**Source data**
——
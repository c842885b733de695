use anyhow::{Context, Result};
use serde::{Deserialize, Serialize};
use std::path::Path;
use std::time::Duration;
use tracing::info;

use crate::errors::AppError;

/// Playlist served when a request carries no usable configuration
pub const DEFAULT_PLAYLIST_URL: &str = "https://raw.githubusercontent.com/sidh3369/m3u_bot/main/1.m3u";

/// Prefix for environment overrides, e.g. `M3U_VOD__WEB__PORT=8080`
pub const ENV_PREFIX: &str = "M3U_VOD";

#[derive(Debug, Clone, Serialize, Deserialize)]
pub struct Config {
    pub web: WebConfig,
    pub playlist: PlaylistConfig,
    pub addon: AddonConfig,
}

#[derive(Debug, Clone, Serialize, Deserialize)]
pub struct WebConfig {
    pub host: String,
    pub port: u16,
    pub base_url: String,
}

#[derive(Debug, Clone, Serialize, Deserialize)]
pub struct PlaylistConfig {
    pub default_url: String,
    pub fetch_timeout_secs: u64,
    pub user_agent: String,
}

/// Static addon identity published in the manifest
#[derive(Debug, Clone, Serialize, Deserialize)]
pub struct AddonConfig {
    pub id: String,
    pub version: String,
    pub name: String,
    pub description: String,
    pub catalog_id: String,
    pub catalog_name: String,
    pub poster: String,
}

impl Default for Config {
    fn default() -> Self {
        Self {
            web: WebConfig {
                host: "0.0.0.0".to_string(),
                port: 3000,
                base_url: "http://localhost:3000".to_string(),
            },
            playlist: PlaylistConfig {
                default_url: DEFAULT_PLAYLIST_URL.to_string(),
                fetch_timeout_secs: 10,
                user_agent: format!("m3u-vod-addon/{}", env!("CARGO_PKG_VERSION")),
            },
            addon: AddonConfig {
                id: "org.vodplaylist.sid".to_string(),
                version: "1.1.0".to_string(),
                name: "SID VOD Playlist".to_string(),
                description: "Personal M3U VOD Addon. Click configure to add your link."
                    .to_string(),
                catalog_id: "vod-playlist".to_string(),
                catalog_name: "My M3U Playlist".to_string(),
                poster: "https://dl.strem.io/addon-logo.png".to_string(),
            },
        }
    }
}

impl PlaylistConfig {
    pub fn fetch_timeout(&self) -> Duration {
        Duration::from_secs(self.fetch_timeout_secs)
    }
}

impl Config {
    pub fn load() -> Result<Self> {
        let config_file =
            std::env::var("CONFIG_FILE").unwrap_or_else(|_| "config.toml".to_string());
        Self::load_from_file(&config_file)
    }

    /// Load defaults, then the TOML file, then `M3U_VOD__*` environment variables.
    ///
    /// A missing file is created with the default values.
    pub fn load_from_file(config_file: &str) -> Result<Self> {
        if !Path::new(config_file).exists() {
            let contents = toml::to_string_pretty(&Self::default())?;
            std::fs::write(config_file, contents)
                .with_context(|| format!("Failed to write default config to {config_file}"))?;
            info!("Created default config file: {}", config_file);
        }

        let layered = config::Config::builder()
            .add_source(config::Config::try_from(&Self::default())?)
            .add_source(config::File::new(config_file, config::FileFormat::Toml).required(false))
            .add_source(
                config::Environment::with_prefix(ENV_PREFIX)
                    .prefix_separator("__")
                    .separator("__")
                    .try_parsing(true),
            )
            .build()
            .with_context(|| format!("Failed to read config from {config_file}"))?;

        let config: Self = layered.try_deserialize()?;
        config.validate()?;
        Ok(config)
    }

    pub fn validate(&self) -> Result<(), AppError> {
        if self.playlist.fetch_timeout_secs == 0 {
            return Err(AppError::configuration(
                "playlist.fetch_timeout_secs must be greater than zero",
            ));
        }
        if self.playlist.default_url.trim().is_empty() {
            return Err(AppError::configuration("playlist.default_url must not be empty"));
        }
        Ok(())
    }
}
——
**Your task**
Tally every line of the data that holds the word "description" and write the count alone.

**Response to this exercise**
2